— Task —
Nothing but an exact repetition of the entries should appear in the answer.

— Material shown —
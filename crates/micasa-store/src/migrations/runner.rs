//! Migration runner
//!
//! Applies every catalog unit whose version is not yet marked succeeded in
//! the ledger, in catalog order, stopping at the first failure.
//!
//! Assumes a single runner: there is no cross-process lock, so run it once at
//! startup before any repository traffic.

use std::time::Instant;

use micasa_core::{log_op_end, log_op_error, log_op_start};
use micasa_core_types::CancellationToken;
use rusqlite::Connection;

use super::catalog::{Catalog, MigrationUnit};
use super::ledger::{ensure_ledger, get_record, record_outcome};
use crate::db::Store;
use crate::errors::{cancelled, from_rusqlite, migration_error, Result};

const OP: &str = "apply_migrations";

/// What a successful run did
#[derive(Debug, Clone, Default, PartialEq, Eq)]
pub struct MigrationReport {
    /// Versions executed by this run
    pub applied: Vec<u32>,
    /// Versions already marked succeeded and left alone
    pub skipped: Vec<u32>,
}

/// Apply all pending migrations of `catalog` to the store
///
/// # Errors
///
/// - `Migration` with version and statement index if a statement fails
///   (later versions are not attempted)
/// - `Migration` if the ledger table cannot be created
/// - `Cancelled` if `cancel` fires
pub fn apply_migrations(
    store: &Store,
    catalog: &Catalog,
    cancel: &CancellationToken,
) -> Result<MigrationReport> {
    let started = Instant::now();
    log_op_start!(OP, catalog_len = catalog.len() as u64);

    let result = store.with_connection(OP, cancel, |conn| run_catalog(conn, catalog, cancel));

    let duration_ms = started.elapsed().as_millis() as u64;
    match &result {
        Ok(report) => log_op_end!(
            OP,
            duration_ms = duration_ms,
            applied = report.applied.len() as u64,
            skipped = report.skipped.len() as u64
        ),
        Err(err) => log_op_error!(OP, err, duration_ms = duration_ms),
    }
    result
}

/// Catalog versions that are not yet marked succeeded
///
/// # Errors
///
/// `Migration` if the ledger cannot be created, `Persistence` on read failure.
pub fn pending_versions(
    store: &Store,
    catalog: &Catalog,
    cancel: &CancellationToken,
) -> Result<Vec<u32>> {
    store.with_connection("pending_versions", cancel, |conn| {
        ensure_ledger(conn)?;
        let mut pending = Vec::new();
        for unit in catalog.units() {
            if !is_succeeded(conn, unit.version())? {
                pending.push(unit.version());
            }
        }
        Ok(pending)
    })
}

fn is_succeeded(conn: &Connection, version: u32) -> Result<bool> {
    Ok(get_record(conn, version)?
        .map(|record| record.succeeded)
        .unwrap_or(false))
}

fn run_catalog(
    conn: &mut Connection,
    catalog: &Catalog,
    cancel: &CancellationToken,
) -> Result<MigrationReport> {
    ensure_ledger(conn)?;

    let mut report = MigrationReport::default();
    for unit in catalog.units() {
        if is_succeeded(conn, unit.version())? {
            tracing::debug!(migration_version = unit.version(), "migration already applied");
            report.skipped.push(unit.version());
            continue;
        }
        if cancel.is_cancelled() {
            return Err(cancelled(OP).with_version(unit.version()));
        }
        apply_unit(conn, unit)?;
        report.applied.push(unit.version());
    }

    Ok(report)
}

/// Run one unit; on failure record the attempt as unsucceeded
fn apply_unit(conn: &mut Connection, unit: &MigrationUnit) -> Result<()> {
    tracing::info!(
        migration_version = unit.version(),
        statements = unit.statements().len() as u64,
        "executing DB migration"
    );

    let err = match execute_unit(conn, unit) {
        Ok(()) => return Ok(()),
        Err(err) => err,
    };

    // The ledger write must go through even if the failure was a cancellation
    conn.progress_handler(0, None::<fn() -> bool>);
    if let Err(ledger_err) = record_outcome(conn, unit.version(), false) {
        tracing::warn!(
            migration_version = unit.version(),
            err.code = ledger_err.code(),
            "failed to record migration failure in ledger"
        );
    }
    Err(err)
}

/// Execute a unit's statements and mark it succeeded, all in one transaction
fn execute_unit(conn: &mut Connection, unit: &MigrationUnit) -> Result<()> {
    let version = unit.version();
    let total = unit.statements().len();
    let tx = conn.transaction().map_err(|e| from_rusqlite(OP, e))?;

    for (index, statement) in unit.statements().iter().enumerate() {
        tracing::debug!(
            migration_version = version,
            statement = index as u64,
            "query {} of {}",
            index + 1,
            total
        );
        tx.execute_batch(statement)
            .map_err(|e| migration_error(version, index, e))?;
    }

    record_outcome(&tx, version, true)?;
    tx.commit().map_err(|e| from_rusqlite(OP, e))?;
    Ok(())
}
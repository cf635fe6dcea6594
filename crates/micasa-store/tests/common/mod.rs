use micasa_core::{CredentialHasher, HashParams, User, UserRepository};
use micasa_core_types::CancellationToken;
use micasa_store::{apply_migrations, default_catalog, SqliteUserRepo, Store};

/// Password of every fixture user
#[allow(dead_code)]
pub const TEST_PASSWORD: &str = "secret";

/// Login names and full names of the fixture users
#[allow(dead_code)]
pub const TEST_USERS: [(&str, &str); 10] = [
    ("boe", "Face of Boe"),
    ("tardis", "Time And Relative Dimension In Space"),
    ("k9", "K-9 Mark III"),
    ("donna", "Donna Noble"),
    ("doctor", "The Doctor"),
    ("rory", "Rory Williams"),
    ("amy", "Amelia Pond"),
    ("badwolf", "Rose Tyler"),
    ("clara", "Clara Oswald"),
    ("knightmare", "Sir Knightmare"),
];

/// Low-cost hasher so fixtures stay fast
#[allow(dead_code)]
pub fn test_hasher() -> CredentialHasher {
    CredentialHasher::with_params(HashParams::TESTING)
}

/// Open an in-memory store with the application schema applied
#[allow(dead_code)]
pub fn migrated_store() -> Store {
    let store = Store::open_in_memory().expect("open in-memory store");
    apply_migrations(&store, &default_catalog(), &CancellationToken::new())
        .expect("apply default catalog");
    store
}

/// Repository over a freshly migrated in-memory store
#[allow(dead_code)]
pub fn new_repo() -> SqliteUserRepo {
    SqliteUserRepo::with_hasher(migrated_store(), test_hasher())
}

/// Build an unsaved user with the fixture password
#[allow(dead_code)]
pub fn test_user(name: &str, full_name: &str) -> User {
    let mut user = User::new(name, full_name);
    user.set_password_with(&test_hasher(), TEST_PASSWORD)
        .expect("hash fixture password");
    user
}

/// Insert all fixture users, returning them as stored
#[allow(dead_code)]
pub fn seed_users(repo: &SqliteUserRepo) -> Vec<User> {
    let cancel = CancellationToken::new();
    TEST_USERS
        .iter()
        .map(|(name, full_name)| {
            let mut user = test_user(name, full_name);
            repo.create(&mut user, &cancel).expect("create fixture user");
            user
        })
        .collect()
}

— Result for this task —
filename crates/micasa-store/src/migrations/runner.rs
//! Migration runner
//!
//! Applies every catalog unit whose version is not yet marked succeeded in
//! the ledger, in catalog order, stopping at the first failure.
//!
//! Assumes a single runner: there is no cross-process lock, so run it once at
//! startup before any repository traffic.

use std::time::Instant;

use micasa_core::{log_op_end, log_op_error, log_op_start};
use micasa_core_types::CancellationToken;
use rusqlite::Connection;

use super::catalog::{Catalog, MigrationUnit};
use super::ledger::{ensure_ledger, get_record, record_outcome};
use crate::db::Store;
use crate::errors::{cancelled, from_rusqlite, migration_error, Result};

const OP: &str = "apply_migrations";

/// What a successful run did
#[derive(Debug, Clone, Default, PartialEq, Eq)]
pub struct MigrationReport {
    /// Versions executed by this run
    pub applied: Vec<u32>,
    /// Versions already marked succeeded and left alone
    pub skipped: Vec<u32>,
}

/// Apply all pending migrations of `catalog` to the store
///
/// # Errors
///
/// - `Migration` with version and statement index if a statement fails
///   (later versions are not attempted)
/// - `Migration` if the ledger table cannot be created
/// - `Cancelled` if `cancel` fires
pub fn apply_migrations(
    store: &Store,
    catalog: &Catalog,
    cancel: &CancellationToken,
) -> Result<MigrationReport> {
    let started = Instant::now();
    log_op_start!(OP, catalog_len = catalog.len() as u64);

    let result = store.with_connection(OP, cancel, |conn| run_catalog(conn, catalog, cancel));

    let duration_ms = started.elapsed().as_millis() as u64;
    match &result {
        Ok(report) => log_op_end!(
            OP,
            duration_ms = duration_ms,
            applied = report.applied.len() as u64,
            skipped = report.skipped.len() as u64
        ),
        Err(err) => log_op_error!(OP, err, duration_ms = duration_ms),
    }
    result
}

/// Catalog versions that are not yet marked succeeded
///
/// # Errors
///
/// `Migration` if the ledger cannot be created, `Persistence` on read failure.
pub fn pending_versions(
    store: &Store,
    catalog: &Catalog,
    cancel: &CancellationToken,
) -> Result<Vec<u32>> {
    store.with_connection("pending_versions", cancel, |conn| {
        ensure_ledger(conn)?;
        let mut pending = Vec::new();
        for unit in catalog.units() {
            if !is_succeeded(conn, unit.version())? {
                pending.push(unit.version());
            }
        }
        Ok(pending)
    })
}

fn is_succeeded(conn: &Connection, version: u32) -> Result<bool> {
    Ok(get_record(conn, version)?
        .map(|record| record.succeeded)
        .unwrap_or(false))
}

fn run_catalog(
    conn: &mut Connection,
    catalog: &Catalog,
    cancel: &CancellationToken,
) -> Result<MigrationReport> {
    ensure_ledger(conn)?;

    let mut report = MigrationReport::default();
    for unit in catalog.units() {
        if is_succeeded(conn, unit.version())? {
            tracing::debug!(migration_version = unit.version(), "migration already applied");
            report.skipped.push(unit.version());
            continue;
        }
        if cancel.is_cancelled() {
            return Err(cancelled(OP).with_version(unit.version()));
        }
        apply_unit(conn, unit)?;
        report.applied.push(unit.version());
    }

    Ok(report)
}

/// Run one unit; on failure record the attempt as unsucceeded
fn apply_unit(conn: &mut Connection, unit: &MigrationUnit) -> Result<()> {
    tracing::info!(
        migration_version = unit.version(),
        statements = unit.statements().len() as u64,
        "executing DB migration"
    );

    let err = match execute_unit(conn, unit) {
        Ok(()) => return Ok(()),
        Err(err) => err,
    };

    // The ledger write must go through even if the failure was a cancellation
    conn.progress_handler(0, None::<fn() -> bool>);
    if let Err(ledger_err) = record_outcome(conn, unit.version(), false) {
        tracing::warn!(
            migration_version = unit.version(),
            err.code = ledger_err.code(),
            "failed to record migration failure in ledger"
        );
    }
    Err(err)
}

/// Execute a unit's statements and mark it succeeded, all in one transaction
fn execute_unit(conn: &mut Connection, unit: &MigrationUnit) -> Result<()> {
    let version = unit.version();
    let total = unit.statements().len();
    let tx = conn.transaction().map_err(|e| from_rusqlite(OP, e))?;

    for (index, statement) in unit.statements().iter().enumerate() {
        tracing::debug!(
            migration_version = version,
            statement = index as u64,
            "query {} of {}",
            index + 1,
            total
        );
        tx.execute_batch(statement)
            .map_err(|e| migration_error(version, index, e))?;
    }

    record_outcome(&tx, version, true)?;
    tx.commit().map_err(|e| from_rusqlite(OP, e))?;
    Ok(())
}
repository cf635fe6dcea6594
filename crates/micasa-store/tests/common/mod.rs
use micasa_core::{CredentialHasher, HashParams, User, UserRepository};
use micasa_core_types::CancellationToken;
use micasa_store::{apply_migrations, default_catalog, SqliteUserRepo, Store};

/// Password of every fixture user
#[allow(dead_code)]
pub const TEST_PASSWORD: &str = "secret";

/// Login names and full names of the fixture users
#[allow(dead_code)]
pub const TEST_USERS: [(&str, &str); 10] = [
    ("boe", "Face of Boe"),
    ("tardis", "Time And Relative Dimension In Space"),
    ("k9", "K-9 Mark III"),
    ("donna", "Donna Noble"),
    ("doctor", "The Doctor"),
    ("rory", "Rory Williams"),
    ("amy", "Amelia Pond"),
    ("badwolf", "Rose Tyler"),
    ("clara", "Clara Oswald"),
    ("knightmare", "Sir Knightmare"),
];

/// Low-cost hasher so fixtures stay fast
#[allow(dead_code)]
pub fn test_hasher() -> CredentialHasher {
    CredentialHasher::with_params(HashParams::TESTING)
}

/// Open an in-memory store with the application schema applied
#[allow(dead_code)]
pub fn migrated_store() -> Store {
    let store = Store::open_in_memory().expect("open in-memory store");
    apply_migrations(&store, &default_catalog(), &CancellationToken::new())
        .expect("apply default catalog");
    store
}

/// Repository over a freshly migrated in-memory store
#[allow(dead_code)]
pub fn new_repo() -> SqliteUserRepo {
    SqliteUserRepo::with_hasher(migrated_store(), test_hasher())
}

/// Build an unsaved user with the fixture password
#[allow(dead_code)]
pub fn test_user(name: &str, full_name: &str) -> User {
    let mut user = User::new(name, full_name);
    user.set_password_with(&test_hasher(), TEST_PASSWORD)
        .expect("hash fixture password");
    user
}

/// Insert all fixture users, returning them as stored
#[allow(dead_code)]
pub fn seed_users(repo: &SqliteUserRepo) -> Vec<User> {
    let cancel = CancellationToken::new();
    TEST_USERS
        .iter()
        .map(|(name, full_name)| {
            let mut user = test_user(name, full_name);
            repo.create(&mut user, &cancel).expect("create fixture user");
            user
        })
        .collect()
}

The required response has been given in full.